Water leaders in Arizona, Nevada and California signed an agreement Wednesday to voluntarily reduce their take from the Colorado River to help stave off mandatory cuts in the upcoming years.

The signing took place at the Colorado River Water Users Association annual meeting in Las Vegas, amid urgency to negotiate new rules for managing the dwindling river — which serves 40 million people — beyond 2026, when current guidelines and an overlapping drought plan expire.

The newest agreement, known as the "500+ Plan," requires the states to cut 500,000 acre-feet in 2022 and 2023, or enough to serve 1 million to 1.5 million households annually, depending on water usage and conservation in the area.

RELATED: Projections on drought-hit Colorado River grow more dire

It also requires financial investment from the states — $40 million from Arizona, and $20 million each from Nevada, California and the Central Arizona Project, which operates a canal system that delivers Colorado River water in Arizona. The federal government would match the funding, for a total of $200 million.

The money would fund water efficiency projects and programs to reduce usage throughout Arizona, Nevada and California, which are in the river's lower basin.

The Interior Department joined the states and other water users in making the announcement.

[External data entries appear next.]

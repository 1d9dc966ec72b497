//! Error types for crawling
//!
//! Flat on purpose: `Scope` and `PageRead` are recovered where they happen
//! and only ever logged; the rest end the crawl.

use browser::BrowserError;
use std::time::Duration;
use thiserror::Error;

pub type Result<T> = std::result::Result<T, CrawlError>;

#[derive(Debug, Error)]
pub enum CrawlError {
    #[error("Link {url} skipped: {reason}")]
    Scope { url: String, reason: String },

    #[error("Page could not be read: {0}")]
    PageRead(#[source] BrowserError),

    #[error("Navigation to {url} timed out after {after:?}")]
    NavigationTimeout { url: String, after: Duration },

    #[error("Browser error: {0}")]
    Browser(BrowserError),

    #[error("no links left after {hops_completed} hops")]
    PoolExhausted { hops_completed: usize },

    #[error("Crawl task failed: {0}")]
    Task(String),
}

impl From<BrowserError> for CrawlError {
    fn from(err: BrowserError) -> Self {
        match err {
            BrowserError::Timeout { url, after } => CrawlError::NavigationTimeout { url, after },
            other => CrawlError::Browser(other),
        }
    }
}

#[cfg(test)]
mod tests {
    use super::*;

    #[test]
    fn test_browser_timeout_becomes_navigation_timeout() {
        let err: CrawlError = BrowserError::Timeout {
            url: "https://example.com/".to_string(),
            after: Duration::from_secs(30),
        }
        .into();

        assert!(matches!(
            err,
            CrawlError::NavigationTimeout { ref url, .. } if url == "https://example.com/"
        ));
    }

    #[test]
    fn test_pool_exhausted_message() {
        let err = CrawlError::PoolExhausted { hops_completed: 2 };
        assert!(err.to_string().contains("no links left"));
    }
}
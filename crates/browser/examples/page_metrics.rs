//! Launch Chrome, load a page and print its metrics and links
//!
//! ```text
//! cargo run -p browser --example page_metrics -- https://example.com/
//! ```

use browser::{Browser, Launcher, NavigateOptions, Page, PageEvent, WaitUntil};

#[tokio::main]
async fn main() -> Result<(), Box<dyn std::error::Error>> {
    tracing_subscriber::fmt::init();

    let url = std::env::args()
        .nth(1)
        .unwrap_or_else(|| "https://example.com/".to_string());
    let chrome = std::env::var("CHROME_EXE").unwrap_or_else(|_| "/usr/bin/google-chrome".into());

    Launcher::new()
        .use_binary(chrome)
        .use_temp_profile()
        .run(|browser| async move {
            let page = browser.new_page().await?;
            let mut events = page.subscribe();

            page.goto(&url, NavigateOptions::new(WaitUntil::Load)).await?;
            println!("Loaded {}", page.url().await?);

            while let Ok(event) = events.try_recv() {
                if let PageEvent::PageError { message } = event {
                    println!("Page error: {}", message);
                }
            }

            for (name, value) in page.metrics().await?.0 {
                println!("{:>28} {}", name, value);
            }

            let hrefs = page
                .evaluate("Array.from(document.querySelectorAll('a'), a => a.href)")
                .await?;
            println!("Links: {}", hrefs);

            page.close().await?;
            Ok::<(), browser::BrowserError>(())
        })
        .await??;

    Ok(())
}
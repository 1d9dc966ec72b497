//! CDP Session - Represents a connection to a specific browser target
//!
//! Design: Lightweight wrapper around CDPClient with target-specific context.
//! All sessions share the same WebSocket - no per-session connection overhead.

use super::client::{CDPClient, CDPError, Result};
use super::protocol::{
    AttachToTargetResult, CDPEvent, NavigateResult, SessionId, TargetId, TargetInfo,
};
use serde_json::{json, Value};
use std::sync::Arc;
use tokio::sync::broadcast;

/// Domains every crawled page needs: lifecycle events, script evaluation
/// and exceptions, cache control, runtime metrics.
const DEFAULT_DOMAINS: [&str; 4] = ["Page", "Runtime", "Network", "Performance"];

/// CDP Session bound to a specific target
#[derive(Clone)]
pub struct CDPSession {
    /// Shared CDP client
    client: Arc<CDPClient>,

    /// Target this session is attached to
    pub target_id: TargetId,

    /// Session ID assigned by Chrome
    pub session_id: SessionId,
}

impl CDPSession {
    /// Attach to a target and create session
    pub async fn attach(
        client: Arc<CDPClient>,
        target_id: TargetId,
        domains: Option<Vec<&str>>,
    ) -> Result<Self> {
        let result = client
            .send_request(
                "Target.attachToTarget",
                Some(json!({
                    "targetId": target_id,
                    "flatten": true,
                })),
                None,
            )
            .await?;

        let attach_result: AttachToTargetResult = serde_json::from_value(result)?;
        let session_id = attach_result.session_id;

        let domains = domains.unwrap_or_else(|| DEFAULT_DOMAINS.to_vec());
        let lifecycle = domains.contains(&"Page");

        // Enable all domains in parallel
        let enable_futures: Vec<_> = domains
            .into_iter()
            .map(|domain| {
                let client = client.clone();
                let session_id = session_id.clone();
                async move {
                    client
                        .send_request(format!("{}.enable", domain), None, Some(session_id))
                        .await
                }
            })
            .collect();

        // A page without its domains cannot report events, so any failure is fatal
        let results = futures_util::future::join_all(enable_futures).await;
        if let Some(err) = results.into_iter().find_map(|r| r.err()) {
            return Err(err);
        }

        // Navigations are matched to their lifecycle events by loader id
        if lifecycle {
            client
                .send_request(
                    "Page.setLifecycleEventsEnabled",
                    Some(json!({ "enabled": true })),
                    Some(session_id.clone()),
                )
                .await?;
        }

        Ok(Self {
            client,
            target_id,
            session_id,
        })
    }

    /// Send command within this session's context
    pub async fn send(&self, method: impl Into<String>, params: Option<Value>) -> Result<Value> {
        self.client
            .send_request(method, params, Some(self.session_id.clone()))
            .await
    }

    /// Events emitted by this session's target
    pub fn events(&self) -> broadcast::Receiver<CDPEvent> {
        self.client.events(Some(&self.session_id))
    }

    /// Get current target info
    pub async fn get_target_info(&self) -> Result<TargetInfo> {
        let result = self
            .client
            .send_request(
                "Target.getTargetInfo",
                Some(json!({ "targetId": &self.target_id })),
                None,
            )
            .await?;

        Ok(serde_json::from_value(result["targetInfo"].clone())?)
    }

    /// Navigate to URL, optionally sending a referrer
    pub async fn navigate(&self, url: &str, referrer: Option<&str>) -> Result<NavigateResult> {
        let mut params = json!({ "url": url });
        if let Some(referrer) = referrer {
            params["referrer"] = json!(referrer);
        }

        let result = self.send("Page.navigate", Some(params)).await?;
        Ok(serde_json::from_value(result)?)
    }

    /// Evaluate JavaScript, returning the raw `Runtime.evaluate` result
    pub async fn evaluate(&self, expression: impl Into<String>) -> Result<Value> {
        self.send(
            "Runtime.evaluate",
            Some(json!({
                "expression": expression.into(),
                "returnByValue": true,
            })),
        )
        .await
    }

    /// Close the target and drop its event channel
    pub async fn close(&self) -> Result<()> {
        let result = self
            .client
            .send_request(
                "Target.closeTarget",
                Some(json!({ "targetId": &self.target_id })),
                None,
            )
            .await;
        self.client.forget_session(&self.session_id);

        match result {
            // Closing an already-gone target is not an error for us
            Err(CDPError::Protocol { message, .. }) if message.contains("No target") => Ok(()),
            other => other.map(|_| ()),
        }
    }
}
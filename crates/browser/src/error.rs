//! Error types for browser operations
//!
//! Simple, flat error hierarchy. No over-engineering.

use std::time::Duration;
use thiserror::Error;

use crate::cdp::CDPError;

pub type Result<T> = std::result::Result<T, BrowserError>;

#[derive(Debug, Error)]
pub enum BrowserError {
    #[error("CDP error: {0}")]
    Cdp(#[from] CDPError),

    #[error("Navigation to {url} timed out after {after:?}")]
    Timeout { url: String, after: Duration },

    #[error("Navigation to {url} failed: {reason}")]
    Navigation { url: String, reason: String },

    #[error("Script error: {0}")]
    Script(String),

    #[error("Page is closed")]
    PageClosed,

    #[error("Failed to launch browser: {0}")]
    Launch(String),

    #[error("IO error: {0}")]
    Io(#[from] std::io::Error),
}

impl From<serde_json::Error> for BrowserError {
    fn from(err: serde_json::Error) -> Self {
        BrowserError::Cdp(CDPError::Json(err))
    }
}
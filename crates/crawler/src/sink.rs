//! Where finished crawls are delivered

use serde::{Deserialize, Serialize};
use std::io::Write;
use tokio::sync::oneshot;

use crate::event_log::VisitLog;

/// The result of one successful crawl
#[derive(Debug, Clone, PartialEq, Serialize, Deserialize)]
pub enum CrawlReport {
    /// Seed landing URL followed by one URL per hop
    Path(Vec<String>),
    /// One log per visit, in visit order
    Performance(Vec<VisitLog>),
}

/// Receives a crawl's report, once, after the crawl succeeded
pub trait ReportSink {
    fn deliver(&mut self, report: CrawlReport);
}

impl<F> ReportSink for F
where
    F: FnMut(CrawlReport),
{
    fn deliver(&mut self, report: CrawlReport) {
        self(report)
    }
}

/// Prints reports as plain lines on stdout
#[derive(Debug, Default)]
pub struct ConsoleSink;

impl ConsoleSink {
    pub fn new() -> Self {
        Self
    }

    /// Render a report the way `deliver` prints it
    pub fn render(report: &CrawlReport, out: &mut impl Write) -> std::io::Result<()> {
        match report {
            CrawlReport::Path(urls) => {
                for (hop, url) in urls.iter().enumerate() {
                    writeln!(out, "{} {}", hop, url)?;
                }
            }
            CrawlReport::Performance(visits) => {
                for (visit, log) in visits.iter().enumerate() {
                    for entry in &log.entries {
                        let delta = entry
                            .delta
                            .map_or_else(|| "NaN".to_string(), |d| d.to_string());
                        let args = serde_json::to_string(&entry.args)
                            .unwrap_or_else(|_| "[]".to_string());
                        writeln!(
                            out,
                            "{} {} {} {} {}",
                            visit, entry.timestamp, delta, entry.event, args
                        )?;
                    }
                }
            }
        }
        Ok(())
    }
}

impl ReportSink for ConsoleSink {
    fn deliver(&mut self, report: CrawlReport) {
        let stdout = std::io::stdout();
        let mut out = stdout.lock();
        if let Err(e) = Self::render(&report, &mut out).and_then(|_| out.flush()) {
            tracing::error!("Failed to print crawl report: {}", e);
        }
    }
}

/// Hands the report to whoever holds the receiver
pub struct ChannelSink {
    tx: Option<oneshot::Sender<CrawlReport>>,
}

impl ChannelSink {
    pub fn new() -> (Self, oneshot::Receiver<CrawlReport>) {
        let (tx, rx) = oneshot::channel();
        (Self { tx: Some(tx) }, rx)
    }
}

impl ReportSink for ChannelSink {
    fn deliver(&mut self, report: CrawlReport) {
        match self.tx.take() {
            Some(tx) => {
                if tx.send(report).is_err() {
                    tracing::debug!("Report receiver dropped before delivery");
                }
            }
            None => tracing::warn!("Report already delivered, dropping a second one"),
        }
    }
}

Colorado River Water Shortage

One of many irrigation canals provides water to farm land in and around Blythe, Calif., on Tuesday, Aug. 24, 2021. (Photo by Bill Clark/CQ-Roll Call, Inc via Getty Images)

The stop-gap measure upstaged what water managers had hoped to be the focus of the Las Vegas gathering — the start of negotiations for the next plan. That will have to wait, U.S. Bureau of Reclamation Commissioner Camille Touton told attendees over video conference.

"We need to focus on near-term operational challenges," she said.

Exactly how much water each state will contribute under the 500+ Plan is still being negotiated. The three states' share of Colorado River water is delivered through the country's largest reservoir, Lake Mead. The lake fell below 1,075 feet (327 meters) above sea level this year, triggering mandatory cuts for Arizona, Nevada and Mexico in 2022.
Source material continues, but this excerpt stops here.